_Problem_.
From the entries that follow, copy every line with the word "Duration".

Records from a dataset
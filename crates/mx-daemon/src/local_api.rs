//! Local HTTP surface for supervising scripts and in-workspace consumers:
//! `/status`, an SSE `/stream` of inbound messages, and `/auth-reset`.

use std::convert::Infallible;
use std::time::Duration;

use axum::{
    extract::State,
    response::sse::{Event, KeepAlive, Sse},
    routing::{get, post},
    Json, Router,
};
use futures_util::stream::Stream;
use futures_util::StreamExt;
use serde::Deserialize;
use tracing::info;

use crate::state::Shared;

pub fn router(shared: Shared) -> Router {
    Router::new()
        .route("/status", get(status))
        .route("/stream", get(stream))
        .route("/auth-reset", post(auth_reset))
        .with_state(shared)
}

async fn status(State(shared): State<Shared>) -> Json<serde_json::Value> {
    Json(serde_json::json!({
        "connected": shared.is_connected(),
        "matrixId": shared.matrix_id,
        "authFailureCount": shared.auth.failure_count(),
        "authStopped": shared.auth.is_stopped(),
        "lastAuthError": shared.auth.last_error(),
    }))
}

/// `text/event-stream` of inbound messages: one `data:` line of message
/// JSON per event, with `: heartbeat` comments keeping the connection warm.
async fn stream(
    State(shared): State<Shared>,
) -> Sse<impl Stream<Item = Result<Event, Infallible>>> {
    let rx = shared.events.subscribe();
    let stream = rx.into_stream().map(|message| {
        let data = serde_json::to_string(&*message).unwrap_or_else(|_| "{}".into());
        Ok(Event::default().data(data))
    });
    Sse::new(stream).keep_alive(
        KeepAlive::new()
            .interval(Duration::from_secs(15))
            .text("heartbeat"),
    )
}

#[derive(Debug, Deserialize)]
struct AuthResetBody {
    pin: Option<String>,
}

async fn auth_reset(
    State(shared): State<Shared>,
    Json(body): Json<AuthResetBody>,
) -> Json<serde_json::Value> {
    info!("auth reset requested");
    shared.auth.reset(body.pin);
    shared.reconnect.notify_one();
    Json(serde_json::json!({"ok": true}))
}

_Response area_.
use std::time::Duration;
            .interval(Duration::from_secs(15))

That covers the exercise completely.